▶ _Exercise requirements_: Which lines of the entries hold the string "SockAddr"? Copy each one.

▶ _Excerpted data_:
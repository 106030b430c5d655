//! Bounded retry with increasing backoff.
//!
//! ### Classification
//! - Timeouts and connection failures are always retried.
//! - HTTP statuses are retried only when the source's [`RetryConfig`] lists
//!   them (or, with `retry_client_errors`, for any 4xx).
//! - Everything else (oversized body, invalid URL) fails on the spot.
//!
//! ### Delays
//! Before attempt `k + 1` the policy waits `base * k` (linear) or
//! `base * 2^(k-1)` (exponential). Waiting goes through a [`Sleeper`] so
//! tests run without real time passing.
//!
//! ### Logging
//! A failed attempt is logged at info on the first try, warn while attempts
//! remain, and error on the last one. A success after failures is a warn.

use std::future::Future;
use std::time::Duration;

use async_trait::async_trait;
use noticefeed_core::Error;
use noticefeed_core::config::{Backoff, RetryConfig};

/// Something that can wait.
#[async_trait]
pub trait Sleeper: Send + Sync {
    async fn sleep(&self, duration: Duration);
}

/// Real waiting on the tokio timer.
#[derive(Debug, Default, Clone, Copy)]
pub struct TokioSleeper;

#[async_trait]
impl Sleeper for TokioSleeper {
    async fn sleep(&self, duration: Duration) {
        tokio::time::sleep(duration).await;
    }
}

/// Retry policy for one source.
#[derive(Debug, Clone)]
pub struct RetryPolicy {
    config: RetryConfig,
}

impl RetryPolicy {
    pub fn new(config: RetryConfig) -> Self {
        Self { config }
    }

    pub fn attempts(&self) -> u32 {
        self.config.attempts.max(1)
    }

    /// Delay to wait after `failed` attempts have failed.
    pub fn delay_after(&self, failed: u32) -> Duration {
        let base = self.config.base_delay();
        match self.config.backoff {
            Backoff::Linear => base.saturating_mul(failed),
            Backoff::Exponential => base.saturating_mul(2u32.saturating_pow(failed.saturating_sub(1))),
        }
    }

    /// Apply this source's status classification to an error.
    pub fn classify(&self, error: Error) -> Error {
        match error {
            Error::HttpStatus { status, .. } => {
                Error::HttpStatus { status, retryable: self.config.is_retryable_status(status) }
            }
            other => other,
        }
    }

    /// Run `operation` until it succeeds, fails permanently, or the attempts run out.
    ///
    /// `operation` receives the 1-based attempt number.
    ///
    /// # Errors
    ///
    /// Returns the operation's error unchanged when it is not retryable, and
    /// [`Error::FetchExhausted`] carrying the last error once every attempt failed.
    pub async fn execute<T, F, Fut>(&self, label: &str, sleeper: &dyn Sleeper, mut operation: F) -> Result<T, Error>
    where
        F: FnMut(u32) -> Fut,
        Fut: Future<Output = Result<T, Error>>,
    {
        let attempts = self.attempts();
        let mut attempt = 1;

        loop {
            let error = match operation(attempt).await {
                Ok(value) => {
                    if attempt > 1 {
                        tracing::warn!(source = label, attempt, "recovered after retry");
                    }
                    return Ok(value);
                }
                Err(e) => self.classify(e),
            };

            if !error.is_retryable() {
                return Err(error);
            }

            if attempt >= attempts {
                tracing::error!(source = label, attempt, attempts, error = %error, "attempt failed, giving up");
                return Err(Error::FetchExhausted { attempts: attempt, last: Box::new(error) });
            }

            let delay = self.delay_after(attempt);
            if attempt == 1 {
                tracing::info!(source = label, attempt, attempts, error = %error, delay_ms = delay.as_millis() as u64, "attempt failed, retrying");
            } else {
                tracing::warn!(source = label, attempt, attempts, error = %error, delay_ms = delay.as_millis() as u64, "attempt failed, retrying");
            }

            sleeper.sleep(delay).await;
            attempt += 1;
        }
    }
}
//! Client code for noticefeed.
//!
//! This crate provides the HTTP fetcher with its retry policy, the notice
//! extractors, and RSS feed assembly and checks used by the CLI.

pub mod extract;
pub mod feed;
pub mod fetch;

pub use extract::{CardsExtractor, Extractor, TableExtractor, extractor_for};
pub use feed::{FeedBuilder, FeedSummary, Health, check_health, validate_feed};
pub use fetch::{FetchConfig, FetchResult, Fetcher, HttpFetcher, RetryPolicy, Sleeper, TokioSleeper};
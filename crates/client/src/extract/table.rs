//! Tabular notice boards: one row per notice.

use chrono::{DateTime, Utc};
use noticefeed_core::config::TableLayout;
use noticefeed_core::{Error, NoticeRecord};
use scraper::{ElementRef, Html, Selector};
use url::Url;

use super::{Extractor, NoticeSet, RawNotice, element_text, parse_local_date, selector};
use crate::fetch::resolve_link;

/// Extracts notices from the rows of the first matching table.
pub struct TableExtractor {
    layout: TableLayout,
    table: Selector,
    row: Selector,
    cell: Selector,
    anchor: Selector,
    utc_offset_hours: i32,
}

impl TableExtractor {
    pub fn new(layout: &TableLayout, utc_offset_hours: i32) -> Result<Self, Error> {
        Ok(Self {
            layout: layout.clone(),
            table: selector(&layout.table)?,
            row: selector("tr")?,
            cell: selector("td")?,
            anchor: selector("a[href]")?,
            utc_offset_hours,
        })
    }

    fn scrape(&self, cells: &[ElementRef<'_>], page_url: &Url) -> Option<RawNotice> {
        let title = element_text(cells[self.layout.title_column]);
        if title.is_empty() {
            return None;
        }

        let date = element_text(cells[self.layout.date_column]);
        let published = parse_local_date(&date, &self.layout.date_formats, self.utc_offset_hours);
        if published.is_none() {
            tracing::warn!(title = %title, date = %date, "unparseable notice date, using fetch time");
        }

        let link = cells[self.layout.link_column]
            .select(&self.anchor)
            .find_map(|a| a.attr("href"))
            .and_then(|href| resolve_link(page_url, href));

        Some(RawNotice { title, summary: None, link, published })
    }
}

impl Extractor for TableExtractor {
    fn extract(&self, body: &[u8], page_url: &Url, fetched_at: DateTime<Utc>) -> Result<Vec<NoticeRecord>, Error> {
        let html = String::from_utf8_lossy(body);
        let document = Html::parse_document(&html);

        let table = document
            .select(&self.table)
            .next()
            .ok_or_else(|| Error::Extraction(format!("no element matches `{}`", self.layout.table)))?;

        let min_cells = self.layout.min_cells();
        let mut rows = 0usize;
        let mut notices = NoticeSet::default();
        for row in table.select(&self.row).skip(self.layout.header_rows) {
            rows += 1;
            let cells: Vec<_> = row.select(&self.cell).collect();
            if cells.len() < min_cells {
                tracing::debug!(row = rows, cells = cells.len(), min_cells, "short table row skipped");
                continue;
            }
            match self.scrape(&cells, page_url) {
                Some(raw) => notices.push(raw.into_record(page_url, fetched_at)),
                None => tracing::warn!(row = rows, "table row without a title skipped"),
            }
        }

        let notices = notices.into_vec();
        if notices.is_empty() {
            return Err(Error::Extraction(format!("table `{}` has no notice rows ({rows} scanned)", self.layout.table)));
        }

        tracing::debug!(rows, notices = notices.len(), "table extracted");
        Ok(notices)
    }
}
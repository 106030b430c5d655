//! Content fingerprints over canonicalised notice sets.

use sha2::{Digest, Sha256};

use crate::notice::{NoticeRecord, collapse_whitespace};

/// Render the canonical, order-independent text form of a notice set.
///
/// One line per notice (`link \t title \t summary \t date`), whitespace
/// collapsed, lines sorted. Inferred dates render as `-` so a fetch-time
/// fallback never changes the fingerprint.
pub fn canonical_form(notices: &[NoticeRecord]) -> String {
    let mut lines: Vec<String> = notices
        .iter()
        .map(|n| {
            let date = if n.date_inferred { "-".to_string() } else { n.published.format("%Y-%m-%d").to_string() };
            format!(
                "{}\t{}\t{}\t{}",
                n.link.trim(),
                collapse_whitespace(&n.title),
                collapse_whitespace(n.summary.as_deref().unwrap_or("")),
                date
            )
        })
        .collect();
    lines.sort();
    lines.dedup();
    lines.join("\n")
}

/// Compute the content fingerprint of a notice set (SHA-256, lowercase hex).
pub fn fingerprint(notices: &[NoticeRecord]) -> String {
    let mut hasher = Sha256::new();
    hasher.update(canonical_form(notices).as_bytes());
    hex::encode(hasher.finalize())
}
/// Aggregate outcome of one burst. Immutable once returned.
#[derive(Clone, Copy, Debug, PartialEq)]
pub struct PingReport {
    pub packets_sent: u32,
    pub packets_received: u32,
    /// Milliseconds between the first send of the burst and the last
    /// accepted reply; 0.0 when no reply was accepted.
    pub elapsed_ms: f64,
}
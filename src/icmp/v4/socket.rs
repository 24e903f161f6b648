use std::io;
use std::net::{IpAddr, Ipv4Addr, SocketAddrV4};
use std::time::{Duration, Instant};

use pnet_packet::ipv4::Ipv4Packet;
use pnet_packet::Packet;
use socket2::{Domain, Protocol, SockAddr, Type};

use super::Identifier;

// Kernel receive buffer requested at open.
const RECV_BUFFER_SIZE: usize = 50 * 1024;

/// Flavor of the underlying ICMP socket.
///
/// `Raw` requires the privilege to open raw sockets. `Dgram` works
/// unprivileged on kernels where `net.ipv4.ping_group_range` admits the
/// caller; there the kernel stamps outgoing requests with the bound port as
/// the echo identifier.
#[derive(Clone, Copy, Debug, Eq, PartialEq)]
pub enum SocketType {
    Raw,
    Dgram,
}

/// Transport seam.
///
/// `recv_from` hands back bare ICMP bytes (any leading IP header already
/// stripped) together with the sender address; `Ok(None)` means the bounded
/// wait timed out without data.
pub(crate) trait Socket: Sized {
    fn open(socket_type: SocketType, identifier: Identifier) -> io::Result<Self>;
    fn send_to(&self, buf: &[u8], addr: &SockAddr) -> io::Result<usize>;
    fn recv_from(&self, buf: &mut [u8], timeout: Duration) -> io::Result<Option<(usize, IpAddr)>>;
}

/// ICMP socket over `socket2`. Closed once on drop; the owning session keeps
/// it in an `Option`, which makes explicit teardown idempotent.
pub(crate) struct IcmpSocket {
    socket: socket2::Socket,
    socket_type: SocketType,
}

impl Socket for IcmpSocket {
    fn open(socket_type: SocketType, identifier: Identifier) -> io::Result<IcmpSocket> {
        let type_ = match socket_type {
            SocketType::Raw => Type::RAW,
            SocketType::Dgram => Type::DGRAM,
        };
        let socket = socket2::Socket::new(Domain::IPV4, type_, Some(Protocol::ICMPV4))?;
        socket.set_recv_buffer_size(RECV_BUFFER_SIZE)?;
        if socket_type == SocketType::Dgram {
            // Bind the local "port" to the session identifier so the kernel
            // stamps our echo requests with it.
            let local = SocketAddrV4::new(Ipv4Addr::UNSPECIFIED, identifier.into());
            socket.bind(&local.into())?;
        }
        tracing::trace!(?socket_type, "opened ICMP socket");
        Ok(IcmpSocket { socket, socket_type })
    }

    fn send_to(&self, buf: &[u8], addr: &SockAddr) -> io::Result<usize> {
        self.socket.send_to(buf, addr)
    }

    fn recv_from(&self, buf: &mut [u8], timeout: Duration) -> io::Result<Option<(usize, IpAddr)>> {
        // The deadline is computed once per wait; an interrupted wait resumes
        // with the remaining budget only, so repeated signal delivery cannot
        // extend the wait beyond `timeout`.
        let deadline = Instant::now() + timeout;
        loop {
            let remaining = deadline.saturating_duration_since(Instant::now());
            if remaining.is_zero() {
                return Ok(None);
            }
            // A sub-microsecond timeout would be truncated to zero by the
            // socket option, which means "block forever".
            self.socket.set_read_timeout(Some(remaining.max(Duration::from_micros(1))))?;

            let mut recv_buf = [0u8; 4096];
            // Socket2 gives a safety guaranty which allows us to do an unsafe cast from `&mut [u8]`
            // to `&mut [std::mem::MaybeUninit<u8>]`. In fact, even if we use MaybeUninit here we have
            // to use unsafe somewhere to copy the data out of MaybeUninit.
            // https://docs.rs/socket2/0.4.7/socket2/struct.Socket.html#method.recv
            let recv_result = self.socket.recv_from(unsafe {
                &mut *(std::ptr::addr_of_mut!(recv_buf) as *mut [u8]
                    as *mut [std::mem::MaybeUninit<u8>])
            });
            match recv_result {
                Ok((n, socket_addr)) => {
                    let ip = socket_addr
                        .as_socket_ipv4()
                        .map_or(IpAddr::V4(Ipv4Addr::UNSPECIFIED), |sa| IpAddr::V4(*sa.ip()));
                    let n_copied = match self.socket_type {
                        SocketType::Raw => {
                            // On a RAW socket we get a whole IP packet; hand
                            // back only the ICMP content.
                            match Ipv4Packet::new(&recv_buf[..n]) {
                                Some(ipv4_packet) => {
                                    let ip_payload = ipv4_packet.payload();
                                    let len = ip_payload.len().min(buf.len());
                                    buf[..len].copy_from_slice(&ip_payload[..len]);
                                    len
                                }
                                None => 0,
                            }
                        }
                        SocketType::Dgram => {
                            let len = n.min(buf.len());
                            buf[..len].copy_from_slice(&recv_buf[..len]);
                            len
                        }
                    };
                    return Ok(Some((n_copied, ip)));
                }
                Err(e) if e.kind() == io::ErrorKind::Interrupted => continue,
                Err(e)
                    if e.kind() == io::ErrorKind::WouldBlock
                        || e.kind() == io::ErrorKind::TimedOut =>
                {
                    return Ok(None);
                }
                Err(e) => return Err(e),
            }
        }
    }
}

▶ _Task solution_:
use socket2::{Domain, Protocol, SockAddr, Type};
    fn send_to(&self, buf: &[u8], addr: &SockAddr) -> io::Result<usize>;
    fn send_to(&self, buf: &[u8], addr: &SockAddr) -> io::Result<usize> {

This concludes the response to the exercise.